# [Task description]
In the records below, which lines include "mpsc"? Copy them.

Collected data entries

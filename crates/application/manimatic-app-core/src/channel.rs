use std::sync::Arc;

use futures::StreamExt;
use manimatic_core::decode_event;
use manimatic_infra::TransportError;
use tokio::sync::mpsc;
use tokio_util::sync::CancellationToken;
use tracing::{debug, error, info, warn};

use crate::app_core::SessionEvent;
use crate::ports::BackendPort;

#[derive(Debug, thiserror::Error)]
pub enum ChannelError {
    #[error("health probe failed: {0}")]
    Probe(TransportError),
    #[error("could not open event stream: {0}")]
    Open(TransportError),
    #[error("event channel was already connected once")]
    AlreadyUsed,
}

#[derive(Debug, Clone, Copy, PartialEq, Eq)]
enum Lifecycle {
    Fresh,
    Open,
    Closed,
}

/// Long-lived push channel. Connects once; any failure is terminal.
pub struct EventChannel {
    state: Lifecycle,
    cancel: CancellationToken,
}

impl Default for EventChannel {
    fn default() -> Self {
        Self::new()
    }
}

impl EventChannel {
    pub fn new() -> Self {
        Self {
            state: Lifecycle::Fresh,
            cancel: CancellationToken::new(),
        }
    }

    pub fn is_open(&self) -> bool {
        self.state == Lifecycle::Open
    }

    /// Probe the backend, open the event stream and spawn the reader task.
    ///
    /// The reader forwards decoded events to `tx` and posts
    /// [`SessionEvent::ChannelFailed`] once when the stream errors or ends.
    pub async fn connect<B: BackendPort>(
        &mut self,
        backend: Arc<B>,
        tx: mpsc::Sender<SessionEvent>,
    ) -> Result<(), ChannelError> {
        if self.state != Lifecycle::Fresh {
            return Err(ChannelError::AlreadyUsed);
        }
        self.state = Lifecycle::Closed;

        backend.probe().await.map_err(ChannelError::Probe)?;
        let mut stream = backend.open_events().await.map_err(ChannelError::Open)?;

        self.state = Lifecycle::Open;
        info!("event channel open");

        let cancel = self.cancel.clone();
        tokio::spawn(async move {
            loop {
                let next = tokio::select! {
                    _ = cancel.cancelled() => return,
                    next = stream.next() => next,
                };

                match next {
                    Some(Ok(data)) => match decode_event(&data) {
                        Ok(Some(ev)) => {
                            if tx.send(SessionEvent::Server(ev)).await.is_err() {
                                return;
                            }
                        }
                        Ok(None) => debug!("ignoring event of unknown kind: {data}"),
                        Err(e) => warn!("skipping malformed event: {e}"),
                    },
                    Some(Err(e)) => {
                        error!("event channel failed: {e}");
                        let _ = tx.send(SessionEvent::ChannelFailed).await;
                        return;
                    }
                    None => {
                        error!("event channel ended");
                        let _ = tx.send(SessionEvent::ChannelFailed).await;
                        return;
                    }
                }
            }
        });

        Ok(())
    }

    /// Stop the reader. Idempotent.
    pub fn dispose(&mut self) {
        self.cancel.cancel();
        self.state = Lifecycle::Closed;
    }
}

impl Drop for EventChannel {
    fn drop(&mut self) {
        self.cancel.cancel();
    }
}
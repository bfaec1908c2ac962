use std::time::{Duration, Instant};

use manimatic_core::{CompileDiagnostics, ErrorKind, ErrorRecord};
use serde::{Deserialize, Serialize};
use uuid::Uuid;

use crate::features::FeatureGate;

/// Identifies one triggering action (a generate or a compile).
pub type ActionId = Uuid;

#[derive(Debug, Clone, Copy, PartialEq, Eq, Hash)]
pub enum Stage {
    Script,
    Video,
}

#[derive(Debug, Clone, Copy, PartialEq, Eq, Default)]
pub enum StageStatus {
    #[default]
    Idle,
    Loading,
    Ready,
    Errored,
}

#[derive(Debug, Clone, Copy, PartialEq, Eq, Default)]
pub enum SessionPhase {
    #[default]
    Idle,
    AwaitingScript,
    ScriptReady,
    AwaitingVideo,
    VideoReady,
    Errored(ErrorKind),
}

impl SessionPhase {
    pub fn is_awaiting(&self) -> bool {
        matches!(self, Self::AwaitingScript | Self::AwaitingVideo)
    }
}

#[derive(Debug, Clone, Copy, PartialEq, Eq, Default)]
pub enum ChannelStatus {
    #[default]
    Disconnected,
    Connecting,
    Open,
    /// Failed or disposed. Never reopened.
    Closed,
}

/// Transient, auto-dismissing message.
#[derive(Debug, Clone, PartialEq)]
pub struct Notice {
    pub kind: ErrorKind,
    pub message: String,
    pub raised_at: Instant,
    pub ttl: Duration,
}

impl Notice {
    pub fn is_visible_at(&self, now: Instant) -> bool {
        now.saturating_duration_since(self.raised_at) < self.ttl
    }
}

/// What `sessionId` on incoming events is checked against.
#[derive(Debug, Clone, Copy, PartialEq, Eq, Default, Serialize, Deserialize)]
#[serde(rename_all = "snake_case")]
pub enum SessionFilter {
    /// Pin the first non-empty id seen on the channel and drop events
    /// carrying a different one.
    #[default]
    Pinned,
    /// Apply every event regardless of its id.
    Off,
}

#[derive(Debug, Clone)]
pub struct SessionState {
    pub phase: SessionPhase,

    // Inputs
    pub prompt: String,
    pub selected_model: Option<String>,
    pub models: Vec<String>,

    // Artifacts
    pub script: Option<String>,
    pub edited_script: String,
    pub video_url: Option<String>,

    pub script_status: StageStatus,
    pub video_status: StageStatus,
    /// A user-initiated compile is in flight; the script is read-only.
    pub compiling: bool,

    pub last_error: Option<ErrorRecord>,
    pub notice: Option<Notice>,
    pub notice_ttl: Duration,

    pub features: FeatureGate,
    pub channel: ChannelStatus,

    pub action_id: Option<ActionId>,
    pub session_id: Option<String>,
}

impl Default for SessionState {
    fn default() -> Self {
        Self::new(Duration::from_millis(manimatic_config::DEFAULT_NOTICE_TTL_MS))
    }
}

impl SessionState {
    pub fn new(notice_ttl: Duration) -> Self {
        Self {
            phase: SessionPhase::Idle,
            prompt: String::new(),
            selected_model: None,
            models: Vec::new(),
            script: None,
            edited_script: String::new(),
            video_url: None,
            script_status: StageStatus::Idle,
            video_status: StageStatus::Idle,
            compiling: false,
            last_error: None,
            notice: None,
            notice_ttl,
            features: FeatureGate::NotLoaded,
            channel: ChannelStatus::Disconnected,
            action_id: None,
            session_id: None,
        }
    }

    pub fn script_loading(&self) -> bool {
        self.script_status == StageStatus::Loading
    }

    pub fn video_loading(&self) -> bool {
        self.video_status == StageStatus::Loading
    }

    pub fn is_busy(&self) -> bool {
        self.script_loading() || self.video_loading()
    }

    pub fn compile_diagnostics(&self) -> Option<&CompileDiagnostics> {
        self.last_error
            .as_ref()
            .filter(|e| e.kind == ErrorKind::Compilation)
            .and_then(|e| e.diagnostics.as_ref())
    }

    pub fn visible_notice(&self, now: Instant) -> Option<&Notice> {
        self.notice.as_ref().filter(|n| n.is_visible_at(now))
    }
}
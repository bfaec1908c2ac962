//! Central configuration constants for runtime limits and defaults.

/// Backend base URL used when neither settings, environment nor flags provide one.
pub const DEFAULT_API_BASE_URL: &str = "http://localhost:8080";

/// Environment variable overriding the configured backend base URL.
pub const API_BASE_URL_ENV: &str = "MANIMATIC_API_BASE_URL";

/// Deadline for the first push event after a generate or compile request (ms).
pub const DEFAULT_GENERATION_TIMEOUT_MS: u64 = 30_000;

/// How long the CLI waits for the render that follows a generated script (seconds).
/// The deadline above only covers the first event after a request.
pub const DEFAULT_RENDER_TIMEOUT_SECS: u64 = 300;

/// Shortest accepted generation deadline (ms).
pub const MIN_GENERATION_TIMEOUT_MS: u64 = 1_000;

/// Longest accepted generation deadline (ms). 10 minutes.
pub const MAX_GENERATION_TIMEOUT_MS: u64 = 10 * 60 * 1_000;

/// How long a transient notice stays visible (ms).
pub const DEFAULT_NOTICE_TTL_MS: u64 = 6_000;

/// Per-request timeout for the short fire-and-forget calls (seconds).
/// Never applied to the push channel.
pub const REQUEST_TIMEOUT_SECS: u64 = 30;

/// TCP connect timeout for every call, push channel included (seconds).
pub const CONNECT_TIMEOUT_SECS: u64 = 10;

/// Capacity of the orchestrator's inbound event queue.
pub const EVENT_QUEUE_CAPACITY: usize = 100;

/// Longest single line accepted on the push channel (bytes).
pub const MAX_EVENT_LINE_BYTES: usize = 4 * 1024 * 1024;

/// Attempts made when downloading a rendered video.
pub const DOWNLOAD_ATTEMPTS: usize = 3;

/// Convenience function to clamp a deadline into the allowed range.
pub fn clamp_timeout_ms(v: u64) -> u64 {
    v.clamp(MIN_GENERATION_TIMEOUT_MS, MAX_GENERATION_TIMEOUT_MS)
}
use std::time::Duration;

use indicatif::{ProgressBar, ProgressStyle};
use manimatic_app_core::viewmodel::CompileErrorVm;
use manimatic_app_core::FeatureGate;
use manimatic_core::{FeaturesResponse, ModelsResponse};

pub fn spinner(msg: impl Into<String>) -> ProgressBar {
    let pb = ProgressBar::new_spinner();
    if let Ok(style) = ProgressStyle::default_spinner().template("{spinner:.green} {msg}") {
        pb.set_style(style);
    }
    pb.set_message(msg.into());
    pb.enable_steady_tick(Duration::from_millis(100));
    pb
}

pub fn features_table(resp: &FeaturesResponse) -> String {
    let mut out = format!(":: Backend version {}\n", resp.version);
    let width = resp.features.iter().map(|f| f.key.len()).max().unwrap_or(0);
    for f in &resp.features {
        let mark = if f.enabled { "on " } else { "off" };
        out.push_str(&format!(
            "   [{mark}] {:<width$}  {}\n",
            f.key, f.description
        ));
    }
    out
}

pub fn models_list(resp: &ModelsResponse) -> String {
    let preferred = resp.preferred();
    let mut out = String::from(":: Available models\n");
    for m in &resp.models {
        let marker = if Some(m.as_str()) == preferred {
            " (default)"
        } else {
            ""
        };
        out.push_str(&format!("   {m}{marker}\n"));
    }
    out
}

pub fn gate_summary(gate: &FeatureGate) -> String {
    match gate {
        FeatureGate::NotLoaded => "feature flags not loaded".into(),
        FeatureGate::Unavailable => "feature flags unavailable".into(),
        FeatureGate::Loaded { .. } => {
            let keys = gate.enabled_keys();
            if keys.is_empty() {
                "no optional features enabled".into()
            } else {
                format!("enabled features: {}", keys.join(", "))
            }
        }
    }
}

/// Plain-text rendering of the compile diagnostics, one section per tab.
pub fn compile_error(vm: &CompileErrorVm) -> String {
    let mut out = format!("{}\n", vm.title);
    for tab in &vm.tabs {
        out.push_str(&format!("\n--- {} ---\n{}\n", tab.label, tab.content.trim_end()));
    }
    out
}
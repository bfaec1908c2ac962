use std::sync::Arc;
use std::time::Instant;

use manimatic_core::{ErrorRecord, ServerEvent};
use tokio::sync::mpsc;
use tracing::{debug, info, warn};

use crate::app_core::reducer::{CHANNEL_FAILED_MESSAGE, PROBE_FAILED_MESSAGE};
use crate::app_core::{SessionCommand, SessionEvent, SessionStore};
use crate::channel::{ChannelError, EventChannel};
use crate::dispatcher::{
    validate_compile, validate_generate, RequestDispatcher, NO_MODEL_MESSAGE, READ_ONLY_MESSAGE,
};
use crate::domain::{ActionId, ChannelStatus, SessionFilter, SessionPhase, SessionState, Stage};
use crate::ports::BackendPort;
use crate::settings::ClientSettings;
use crate::timeout::TimeoutGuard;

/// Owns the session: every state change goes through here, in queue order.
///
/// Producers (the channel reader and the timeout guard) only post
/// [`SessionEvent`]s; nothing is applied until [`tick`](Self::tick) or
/// [`process_next`](Self::process_next) drains them.
pub struct SessionOrchestrator<B: BackendPort> {
    store: SessionStore,
    backend: Arc<B>,
    dispatcher: RequestDispatcher<B>,
    channel: EventChannel,
    guard: TimeoutGuard,
    settings: ClientSettings,

    tx: mpsc::Sender<SessionEvent>,
    rx: mpsc::Receiver<SessionEvent>,
}

impl<B: BackendPort> SessionOrchestrator<B> {
    pub fn new(backend: B, settings: ClientSettings) -> Self {
        let store = SessionStore::new(SessionState::new(settings.notice_ttl()));
        let backend = Arc::new(backend);
        let (tx, rx) = mpsc::channel(manimatic_config::EVENT_QUEUE_CAPACITY);
        Self {
            store,
            dispatcher: RequestDispatcher::new(backend.clone()),
            backend,
            channel: EventChannel::new(),
            guard: TimeoutGuard::new(tx.clone()),
            settings,
            tx,
            rx,
        }
    }

    pub fn store(&self) -> SessionStore {
        self.store.clone()
    }

    pub fn state(&self) -> SessionState {
        self.store.state()
    }

    pub fn settings(&self) -> &ClientSettings {
        &self.settings
    }

    pub fn sender(&self) -> mpsc::Sender<SessionEvent> {
        self.tx.clone()
    }

    pub async fn dispatch(&mut self, cmd: SessionCommand) -> Result<(), ErrorRecord> {
        match cmd {
            SessionCommand::Mount => self.mount().await.map_err(|e| match e {
                ChannelError::Probe(_) => ErrorRecord::transport(PROBE_FAILED_MESSAGE),
                ChannelError::Open(_) => ErrorRecord::transport(CHANNEL_FAILED_MESSAGE),
                ChannelError::AlreadyUsed => ErrorRecord::transport(e.to_string()),
            }),
            SessionCommand::Dispose => {
                self.dispose();
                Ok(())
            }
            SessionCommand::SetPrompt(p) => {
                self.set_prompt(p);
                Ok(())
            }
            SessionCommand::SelectModel(m) => self.select_model(m),
            SessionCommand::EditScript(s) => self.edit_script(s),
            SessionCommand::Generate => self.generate().await.map(|_| ()),
            SessionCommand::Compile => self.compile().await.map(|_| ()),
            SessionCommand::DismissNotice => {
                self.apply(SessionEvent::NoticeDismissed);
                Ok(())
            }
        }
    }

    /// Load the feature flags and model catalogue and open the push channel,
    /// concurrently. Feature and model failures are logged and tolerated; a
    /// channel failure is recorded in state and also returned.
    pub async fn mount(&mut self) -> Result<(), ChannelError> {
        if self.store.read(|s| s.channel != ChannelStatus::Disconnected) {
            return Err(ChannelError::AlreadyUsed);
        }
        self.apply(SessionEvent::ChannelConnecting);

        let backend = self.backend.clone();
        let (features, models, connected) = tokio::join!(
            backend.fetch_features(),
            backend.fetch_models(),
            self.channel.connect(backend.clone(), self.tx.clone()),
        );

        match features {
            Ok(f) => {
                info!(version = %f.version, "feature flags loaded");
                self.apply(SessionEvent::FeaturesLoaded(f));
            }
            Err(e) => {
                warn!("feature flags unavailable: {e}");
                self.apply(SessionEvent::FeaturesUnavailable);
            }
        }

        match models {
            Ok(m) => {
                debug!(count = m.models.len(), "model catalogue loaded");
                self.apply(SessionEvent::ModelsLoaded(m));
            }
            Err(e) => warn!("model catalogue unavailable: {e}"),
        }

        match connected {
            Ok(()) => {
                self.apply(SessionEvent::ChannelOpened);
                Ok(())
            }
            Err(e) => {
                warn!("{e}");
                let ev = match &e {
                    ChannelError::Probe(_) => SessionEvent::ProbeFailed,
                    _ => SessionEvent::ChannelFailed,
                };
                self.apply(ev);
                Err(e)
            }
        }
    }

    pub fn set_prompt(&mut self, prompt: impl Into<String>) {
        self.apply(SessionEvent::PromptChanged(prompt.into()));
    }

    pub fn select_model(&mut self, model: impl Into<String>) -> Result<(), ErrorRecord> {
        let model = model.into();
        if model.trim().is_empty() {
            return Err(self.reject(ErrorRecord::validation(NO_MODEL_MESSAGE)));
        }
        self.apply(SessionEvent::ModelSelected(model));
        Ok(())
    }

    /// Replace the editable script. Refused while a compile is in flight.
    pub fn edit_script(&mut self, script: impl Into<String>) -> Result<(), ErrorRecord> {
        if self.store.read(|s| s.compiling) {
            return Err(self.reject(ErrorRecord::validation(READ_ONLY_MESSAGE)));
        }
        self.apply(SessionEvent::ScriptEdited(script.into()));
        Ok(())
    }

    pub async fn generate(&mut self) -> Result<ActionId, ErrorRecord> {
        let req = match self
            .store
            .read(|s| validate_generate(&s.prompt, s.selected_model.as_deref()))
        {
            Ok(req) => req,
            Err(e) => return Err(self.reject(e)),
        };

        let action_id = uuid::Uuid::new_v4();
        info!(%action_id, "generate requested");
        self.apply(SessionEvent::GenerateDispatched { action_id });
        self.guard.arm(action_id, self.settings.generation_timeout());

        if let Err(e) = self.dispatcher.generate(&req).await {
            self.guard.disarm();
            self.apply(SessionEvent::DispatchFailed {
                action_id,
                stage: Stage::Script,
                error: e.clone(),
            });
            return Err(e);
        }
        Ok(action_id)
    }

    pub async fn compile(&mut self) -> Result<ActionId, ErrorRecord> {
        let req = match self.store.read(validate_compile) {
            Ok(req) => req,
            Err(e) => return Err(self.reject(e)),
        };

        let action_id = uuid::Uuid::new_v4();
        info!(%action_id, "compile requested");
        self.apply(SessionEvent::CompileDispatched { action_id });
        self.guard.arm(action_id, self.settings.generation_timeout());

        if let Err(e) = self.dispatcher.compile(&req).await {
            self.guard.disarm();
            self.apply(SessionEvent::DispatchFailed {
                action_id,
                stage: Stage::Video,
                error: e.clone(),
            });
            return Err(e);
        }
        Ok(action_id)
    }

    /// Apply everything currently queued, then prune an expired notice.
    pub fn tick(&mut self) {
        while let Ok(ev) = self.rx.try_recv() {
            self.handle(ev);
        }
        self.apply(SessionEvent::NoticeExpired {
            now: Instant::now(),
        });
    }

    /// Wait for the next queued event and apply it.
    pub async fn process_next(&mut self) {
        if let Some(ev) = self.rx.recv().await {
            self.handle(ev);
        }
    }

    /// Process events until `done` holds for the current state.
    ///
    /// Callers should bound this with a timeout when no action is in flight,
    /// since nothing else would wake it.
    pub async fn run_until(&mut self, done: impl Fn(&SessionState) -> bool) {
        while !self.store.read(&done) {
            self.process_next().await;
        }
    }

    /// Cancel the pending deadline and stop the channel reader. Idempotent.
    pub fn dispose(&mut self) {
        self.guard.disarm();
        self.channel.dispose();
        if self.store.read(|s| s.channel != ChannelStatus::Closed) {
            info!("session disposed");
            self.apply(SessionEvent::ChannelDisposed);
        }
    }

    fn handle(&mut self, ev: SessionEvent) {
        match &ev {
            SessionEvent::Server(server) => {
                if !self.accepts(server) {
                    return;
                }
                self.guard.disarm();
                info!(kind = server.kind().as_str(), "server event");
            }
            SessionEvent::TimedOut { action_id } => {
                if self.guard.armed_action() != Some(*action_id) {
                    debug!(%action_id, "dropping stale deadline");
                    return;
                }
                self.guard.disarm();
                warn!(%action_id, "no server event before the deadline");
            }
            SessionEvent::ChannelFailed => self.guard.disarm(),
            _ => {}
        }
        self.apply(ev);
    }

    /// Whether a server event belongs to the current session and action.
    fn accepts(&self, ev: &ServerEvent) -> bool {
        let kind = ev.kind();
        let (phase, pinned) = self.store.read(|s| (s.phase, s.session_id.clone()));

        if self.settings.session_filter == SessionFilter::Pinned {
            if let Some(pinned) = pinned {
                if !ev.session_id.is_empty() && ev.session_id != pinned {
                    debug!(
                        kind = kind.as_str(),
                        session = %ev.session_id,
                        "dropping event for another session"
                    );
                    return false;
                }
            }
        }

        let stale = match phase {
            SessionPhase::AwaitingScript => kind.is_compilation(),
            SessionPhase::AwaitingVideo => kind.is_generation(),
            _ => false,
        };
        if stale {
            debug!(kind = kind.as_str(), ?phase, "dropping event from a previous action");
        }
        !stale
    }

    fn reject(&mut self, err: ErrorRecord) -> ErrorRecord {
        debug!("rejected: {}", err.message);
        self.apply(SessionEvent::Rejected(err.clone()));
        err
    }

    fn apply(&self, ev: SessionEvent) {
        self.store.apply(ev);
    }
}

impl<B: BackendPort> Drop for SessionOrchestrator<B> {
    fn drop(&mut self) {
        self.dispose();
    }
}
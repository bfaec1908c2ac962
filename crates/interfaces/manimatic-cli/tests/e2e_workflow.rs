use std::convert::Infallible;
use std::net::SocketAddr;
use std::sync::{Arc, Mutex};

use axum::body::Body;
use axum::http::{header, StatusCode};
use axum::routing::{get, post};
use axum::Router;
use camino::Utf8PathBuf;
use manimatic_app_core::{ClientSettings, SessionFilter, SettingsStore};
use manimatic_cli::commands::{self, CompileOptions, GenerateOptions};
use manimatic_cli::ConfigKey;
use tempfile::tempdir;
use tokio::sync::mpsc;

const SCRIPT: &str = "from manim import *\n\nclass Ball(Scene):\n    def construct(self):\n        self.play(Create(Circle()))\n";

fn frame(kind: &str, data: &str) -> String {
    format!("data: {{\"kind\":\"{kind}\",\"sessionId\":\"e2e\",\"data\":{data}}}\n\n")
}

type Slot = Arc<Mutex<Option<mpsc::UnboundedReceiver<String>>>>;

/// Backend stand-in: `/generate` answers with a script and a chained render,
/// `/compile` with a compile failure pointing at line 3.
async fn start_mock_server() -> (SocketAddr, tokio::task::JoinHandle<()>) {
    let (tx, rx) = mpsc::unbounded_channel::<String>();
    let slot: Slot = Arc::new(Mutex::new(Some(rx)));

    let app = Router::new()
        .route("/api/healthz", get(|| async { StatusCode::OK }))
        .route(
            "/api/features",
            get(|| async {
                (
                    [(header::CONTENT_TYPE, "application/json")],
                    r#"{"version":"0.2.0","features":[{"key":"user-compile","description":"Recompile","enabled":true}]}"#,
                )
            }),
        )
        .route(
            "/api/models",
            get(|| async {
                (
                    [(header::CONTENT_TYPE, "application/json")],
                    r#"{"models":["fast-v1","slow-v2"],"default_model":"fast-v1"}"#,
                )
            }),
        )
        .route(
            "/api/generate",
            post({
                let tx = tx.clone();
                move || {
                    let tx = tx.clone();
                    async move {
                        let script = serde_json::to_string(SCRIPT).unwrap();
                        tx.send(frame("generate_succeeded", &format!("{{\"script\":{script}}}")))
                            .unwrap();
                        tx.send(frame(
                            "compile_succeeded",
                            r#"{"video_url":"/videos/ball.mp4"}"#,
                        ))
                        .unwrap();
                        StatusCode::ACCEPTED
                    }
                }
            }),
        )
        .route(
            "/api/compile",
            post({
                let tx = tx.clone();
                move || {
                    let tx = tx.clone();
                    async move {
                        tx.send(frame(
                            "compile_failed",
                            r#"{"message":"NameError: name 'Circel' is not defined","stdout":"","stderr":"Traceback","line":3}"#,
                        ))
                        .unwrap();
                        StatusCode::ACCEPTED
                    }
                }
            }),
        )
        .route(
            "/api/events",
            get({
                let slot = slot.clone();
                move || {
                    let slot = slot.clone();
                    async move {
                        let rx = slot.lock().unwrap().take().unwrap();
                        let body = futures::stream::unfold(rx, |mut rx| async move {
                            rx.recv().await.map(|s| (Ok::<_, Infallible>(s), rx))
                        });
                        (
                            [(header::CONTENT_TYPE, "text/event-stream")],
                            Body::from_stream(body),
                        )
                    }
                }
            }),
        )
        .route(
            "/videos/ball.mp4",
            get(|| async { Body::from(vec![0u8; 2048]) }),
        );

    let listener = tokio::net::TcpListener::bind("127.0.0.1:0").await.unwrap();
    let addr = listener.local_addr().unwrap();
    let handle = tokio::spawn(async move {
        axum::serve(listener, app).await.unwrap();
    });

    (addr, handle)
}

fn settings_for(addr: SocketAddr) -> ClientSettings {
    ClientSettings {
        api_base_url: format!("http://{addr}/api"),
        ..ClientSettings::default()
    }
}

#[tokio::test]
async fn generate_waits_for_render_and_downloads() {
    let (addr, server_handle) = start_mock_server().await;
    let settings = settings_for(addr);

    let work_dir = tempdir().unwrap();
    let root = Utf8PathBuf::from_path_buf(work_dir.path().to_path_buf()).unwrap();

    let features = commands::cmd_features(&settings).await.unwrap();
    assert!(features.features[0].enabled);
    let models = commands::cmd_models(&settings).await.unwrap();
    assert_eq!(models.preferred(), Some("fast-v1"));

    let opts = GenerateOptions {
        script_out: Some(root.join("ball.py")),
        download: Some(root.join("out/ball.mp4")),
        ..GenerateOptions::new("draw a bouncing ball")
    };
    let outcome = commands::cmd_generate(&settings, opts)
        .await
        .expect("generate failed");

    assert_eq!(outcome.script.as_deref(), Some(SCRIPT));
    assert_eq!(
        std::fs::read_to_string(root.join("ball.py")).unwrap(),
        SCRIPT
    );
    assert_eq!(
        outcome.video_url.as_deref(),
        Some(format!("http://{addr}/videos/ball.mp4").as_str())
    );
    assert_eq!(outcome.downloaded_bytes, Some(2048));
    assert_eq!(std::fs::metadata(root.join("out/ball.mp4")).unwrap().len(), 2048);

    server_handle.abort();
}

#[tokio::test]
async fn compile_failure_reports_diagnostics() {
    let (addr, server_handle) = start_mock_server().await;
    let settings = settings_for(addr);

    let work_dir = tempdir().unwrap();
    let script = Utf8PathBuf::from_path_buf(work_dir.path().join("scene.py")).unwrap();
    std::fs::write(&script, "self.play(Create(Circel()))\n").unwrap();

    let err = commands::cmd_compile(&settings, &script, CompileOptions::default())
        .await
        .unwrap_err()
        .to_string();

    assert!(err.contains("Compilation Error at Line 3"), "{err}");
    assert!(err.contains("NameError"), "{err}");
    assert!(err.contains("--- Standard Error ---"), "{err}");
    assert!(!err.contains("--- Standard Output ---"), "{err}");

    server_handle.abort();
}

#[tokio::test]
async fn health_fails_for_unreachable_backend() {
    let listener = tokio::net::TcpListener::bind("127.0.0.1:0").await.unwrap();
    let addr = listener.local_addr().unwrap();
    drop(listener);

    let err = commands::cmd_health(&settings_for(addr)).await.unwrap_err();
    assert!(err.to_string().contains("Health check failed"));
}

#[test]
fn config_set_persists_settings() {
    let dir = tempdir().unwrap();
    let store = SettingsStore::at(dir.path());

    commands::cmd_config_set(&store, ConfigKey::ApiBaseUrl, "http://render.local:9000/api")
        .unwrap();
    commands::cmd_config_set(&store, ConfigKey::GenerationTimeoutMs, "5").unwrap();
    commands::cmd_config_set(&store, ConfigKey::SessionFilter, "off").unwrap();
    assert!(commands::cmd_config_set(&store, ConfigKey::ApiBaseUrl, "not a url").is_err());
    assert!(commands::cmd_config_set(&store, ConfigKey::NoticeTtlMs, "soon").is_err());

    let settings = commands::cmd_config_show(&store).unwrap();
    assert_eq!(settings.api_base_url, "http://render.local:9000/api");
    assert_eq!(
        settings.generation_timeout_ms,
        manimatic_config::MIN_GENERATION_TIMEOUT_MS
    );
    assert_eq!(settings.session_filter, SessionFilter::Off);
}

# [Output of the task]
use tokio::sync::mpsc;
        tx: mpsc::Sender<SessionEvent>,
use tokio::sync::mpsc;
    tx: mpsc::Sender<SessionEvent>,
    rx: mpsc::Receiver<SessionEvent>,
        let (tx, rx) = mpsc::channel(manimatic_config::EVENT_QUEUE_CAPACITY);
    pub fn sender(&self) -> mpsc::Sender<SessionEvent> {
use tokio::sync::mpsc;
type Slot = Arc<Mutex<Option<mpsc::UnboundedReceiver<String>>>>;
    let (tx, rx) = mpsc::unbounded_channel::<String>();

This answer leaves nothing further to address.